I think that Kavita misreads or over simplifies my point. I certainly do not assume neoliberalism is accompanied by a liberalism in morals. Rather I suggest that because in contemporary urban India there is no one coherent and dominating value system, for some young middle-class students there is a feeling of ethical ‘freedom’. Freedom here is understood as the freedom to ethically cultivate oneself through various techniques drawn from a diverse range of moral exemplars. This also produces a feeling of helplessness for many.

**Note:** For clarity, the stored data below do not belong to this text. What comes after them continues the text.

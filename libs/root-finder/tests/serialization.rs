use approx::assert_relative_eq;
use root_finder::{Field, FieldValue, RootFinderConfig, RootFinderConfigBuilder};
use serde_json::json;

#[test]
fn serializes_with_property_names() {
    let cfg = RootFinderConfig::new(1e-6, 2e-6, 500).unwrap();
    let value = serde_json::to_value(cfg).unwrap();
    assert_eq!(
        value,
        json!({
            "absoluteTolerance": 1e-6,
            "relativeTolerance": 2e-6,
            "maximumSteps": 500
        })
    );
}

#[test]
fn deserializes_and_round_trips() {
    let cfg = RootFinderConfig::new(3e-7, 4e-8, 77).unwrap();
    let text = serde_json::to_string(&cfg).unwrap();
    let back: RootFinderConfig = serde_json::from_str(&text).unwrap();
    assert_eq!(back, cfg);
}

#[test]
fn missing_properties_take_defaults() {
    let cfg: RootFinderConfig = serde_json::from_str(r#"{"maximumSteps": 20}"#).unwrap();
    assert_eq!(cfg.maximum_steps(), 20);
    assert_relative_eq!(cfg.absolute_tolerance(), 1e-9);
    assert_relative_eq!(cfg.relative_tolerance(), 1e-9);

    let cfg: RootFinderConfig = serde_json::from_str("{}").unwrap();
    assert_eq!(&cfg, RootFinderConfig::standard());
}

#[test]
fn integer_tolerance_is_accepted() {
    let cfg: RootFinderConfig = serde_json::from_str(r#"{"relativeTolerance": 1}"#).unwrap();
    assert_relative_eq!(cfg.relative_tolerance(), 1.0);
}

#[test]
fn invalid_values_are_rejected_on_deserialize() {
    let err = serde_json::from_str::<RootFinderConfig>(r#"{"absoluteTolerance": 0.0}"#)
        .unwrap_err();
    assert!(err.to_string().contains("absoluteTolerance"));

    let err = serde_json::from_str::<RootFinderConfig>(r#"{"maximumSteps": 0}"#).unwrap_err();
    assert!(err.to_string().contains("maximumSteps"));

    assert!(serde_json::from_str::<RootFinderConfig>(r#"{"maximumSteps": -4}"#).is_err());
}

#[test]
fn unknown_properties_are_rejected() {
    let result = serde_json::from_str::<RootFinderConfig>(r#"{"tolerance": 1e-9}"#);
    assert!(result.is_err());
}

#[test]
fn builder_rejects_invalid_fields_on_deserialize() {
    let err = serde_json::from_str::<RootFinderConfigBuilder>(r#"{"relativeTolerance": -2.0}"#)
        .unwrap_err();
    assert!(err.to_string().contains("relativeTolerance"));

    let err = serde_json::from_str::<RootFinderConfigBuilder>(
        r#"{"maximumSteps": 0, "absoluteTolerance": -3.0}"#,
    )
    .unwrap_err();
    assert!(err.to_string().contains("absoluteTolerance"));
}

#[test]
fn builder_deserializes_over_defaults() {
    let builder: RootFinderConfigBuilder =
        serde_json::from_str(r#"{"maximumSteps": 64}"#).unwrap();
    assert_eq!(builder.value(Field::MaximumSteps), FieldValue::Integer(64));
    assert_eq!(builder.value(Field::AbsoluteTolerance), FieldValue::Float(1e-9));

    let json = serde_json::to_string(&builder).unwrap();
    let back: RootFinderConfigBuilder = serde_json::from_str(&json).unwrap();
    assert_eq!(back, builder);
    assert!(serde_json::from_str::<RootFinderConfigBuilder>(r#"{"steps": 3}"#).is_err());
}
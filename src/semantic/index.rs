//! Row-aligned vector matrix with per-row field metadata.
//!
//! Every stored vector is one row of a dense matrix and has exactly one
//! [`EmbeddingRecord`] at the same position. Scoring is a linear scan.

use std::collections::BTreeSet;

use rayon::prelude::*;
use serde::{Deserialize, Serialize};

use crate::semantic::vector;

/// Row count above which scoring is spread across the rayon pool.
const PARALLEL_SCORE_MIN_ROWS: usize = 4096;

/// Which catalog field a stored vector was embedded from.
#[derive(Debug, Clone, Copy, PartialEq, Eq, Hash, PartialOrd, Ord, Serialize, Deserialize)]
#[serde(rename_all = "snake_case")]
pub enum Field {
    Title,
    DescriptionChunk,
}

impl Field {
    pub fn as_str(&self) -> &'static str {
        match self {
            Field::Title => "title",
            Field::DescriptionChunk => "description_chunk",
        }
    }
}

impl std::fmt::Display for Field {
    fn fmt(&self, f: &mut std::fmt::Formatter<'_>) -> std::fmt::Result {
        f.write_str(self.as_str())
    }
}

/// Metadata for one row of the vector matrix.
#[derive(Debug, Clone, PartialEq, Serialize, Deserialize)]
pub struct EmbeddingRecord {
    /// Catalog id of the book
    pub entity_id: i64,
    pub field: Field,
    /// The exact text that was embedded
    pub text: String,
    /// Position in the matrix. Implicit in the metadata file.
    #[serde(skip)]
    pub row_index: usize,
}

impl EmbeddingRecord {
    pub fn new(entity_id: i64, field: Field, text: impl Into<String>) -> Self {
        Self {
            entity_id,
            field,
            text: text.into(),
            row_index: 0,
        }
    }
}

/// Dense row-major matrix of fixed-width vectors.
#[derive(Debug, Clone, PartialEq)]
pub struct VectorMatrix {
    data: Vec<f32>,
    dimensions: usize,
}

impl VectorMatrix {
    /// Create an empty matrix with specified dimensions.
    pub fn new(dimensions: usize) -> Result<Self, IndexError> {
        Self::with_capacity(dimensions, 0)
    }

    /// Create a matrix with room for `rows` rows.
    pub fn with_capacity(dimensions: usize, rows: usize) -> Result<Self, IndexError> {
        if dimensions == 0 {
            return Err(IndexError::ZeroDimensions);
        }
        Ok(Self {
            data: Vec::with_capacity(dimensions * rows),
            dimensions,
        })
    }

    /// Wrap raw row-major data as read from storage. Rows are taken as-is.
    pub fn from_raw(dimensions: usize, data: Vec<f32>) -> Result<Self, IndexError> {
        if dimensions == 0 {
            return Err(IndexError::ZeroDimensions);
        }
        if data.len() % dimensions != 0 {
            return Err(IndexError::InvalidLength {
                len: data.len(),
                dimensions,
            });
        }
        Ok(Self { data, dimensions })
    }

    /// Append a row, L2-normalizing it first.
    pub fn push_row(&mut self, row: &[f32]) -> Result<(), IndexError> {
        if row.len() != self.dimensions {
            return Err(IndexError::DimensionMismatch {
                expected: self.dimensions,
                got: row.len(),
            });
        }
        let start = self.data.len();
        self.data.extend_from_slice(row);
        vector::normalize_in_place(&mut self.data[start..]);
        Ok(())
    }

    pub fn dimensions(&self) -> usize {
        self.dimensions
    }

    pub fn rows(&self) -> usize {
        self.data.len() / self.dimensions
    }

    pub fn row(&self, index: usize) -> Option<&[f32]> {
        let start = index.checked_mul(self.dimensions)?;
        self.data.get(start..start + self.dimensions)
    }

    pub fn as_slice(&self) -> &[f32] {
        &self.data
    }
}

/// Immutable vector store: one matrix plus one record per row.
#[derive(Debug, Clone, PartialEq)]
pub struct VectorStore {
    matrix: VectorMatrix,
    records: Vec<EmbeddingRecord>,
}

impl VectorStore {
    /// Pair a matrix with its metadata.
    ///
    /// Fails if the row count and record count differ. Each record's
    /// `row_index` is set to its position.
    pub fn new(matrix: VectorMatrix, mut records: Vec<EmbeddingRecord>) -> Result<Self, IndexError> {
        if matrix.rows() != records.len() {
            return Err(IndexError::Misaligned {
                rows: matrix.rows(),
                records: records.len(),
            });
        }

        for (idx, record) in records.iter_mut().enumerate() {
            record.row_index = idx;
        }

        Ok(Self { matrix, records })
    }

    pub fn empty(dimensions: usize) -> Result<Self, IndexError> {
        Self::new(VectorMatrix::new(dimensions)?, Vec::new())
    }

    pub fn dimensions(&self) -> usize {
        self.matrix.dimensions()
    }

    pub fn len(&self) -> usize {
        self.records.len()
    }

    pub fn is_empty(&self) -> bool {
        self.records.is_empty()
    }

    pub fn matrix(&self) -> &VectorMatrix {
        &self.matrix
    }

    pub fn records(&self) -> &[EmbeddingRecord] {
        &self.records
    }

    pub fn record(&self, row_index: usize) -> Option<&EmbeddingRecord> {
        self.records.get(row_index)
    }

    /// Number of distinct catalog entities in the store.
    pub fn entity_count(&self) -> usize {
        self.records
            .iter()
            .map(|r| r.entity_id)
            .collect::<BTreeSet<_>>()
            .len()
    }

    /// Score every row against the query.
    ///
    /// The query is normalized first, so each score is the cosine similarity
    /// in [-1, 1]. A zero query scores 0 everywhere. Scores are returned in
    /// row order.
    pub fn score(&self, query: &[f32]) -> Result<Vec<f32>, IndexError> {
        let dimensions = self.dimensions();
        if query.len() != dimensions {
            return Err(IndexError::DimensionMismatch {
                expected: dimensions,
                got: query.len(),
            });
        }

        let query = vector::normalize(query);
        let data = self.matrix.as_slice();

        let scores = if self.len() >= PARALLEL_SCORE_MIN_ROWS {
            data.par_chunks_exact(dimensions)
                .map(|row| vector::dot(row, &query))
                .collect()
        } else {
            data.chunks_exact(dimensions)
                .map(|row| vector::dot(row, &query))
                .collect()
        };

        Ok(scores)
    }
}

/// Errors that can occur during index operations.
#[derive(Debug, thiserror::Error)]
pub enum IndexError {
    #[error("Dimension mismatch: expected {expected}, got {got}")]
    DimensionMismatch { expected: usize, got: usize },

    #[error("Matrix has {rows} rows but metadata has {records} records")]
    Misaligned { rows: usize, records: usize },

    #[error("Matrix data of length {len} is not a multiple of {dimensions}")]
    InvalidLength { len: usize, dimensions: usize },

    #[error("Vector dimensions must be greater than 0")]
    ZeroDimensions,
}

Here is where the link between the neoliberal state and the appeal of authoritarian movements makes itself apparent: the type of moral ordering offered by vigilante groups is accepted and quietly supported by many in Mangaluru because, at a time when cultural change has led to the opening-up of new possibilities for ethical self-cultivation, the actions of vigilante groups offer a sense of control for many who feel helpless to stop changes they dislike.
In any case, I thank her for the close reading of the chapter and look forward to reading her article in Feminist Review (which sadly, I did not know about when writing the essay).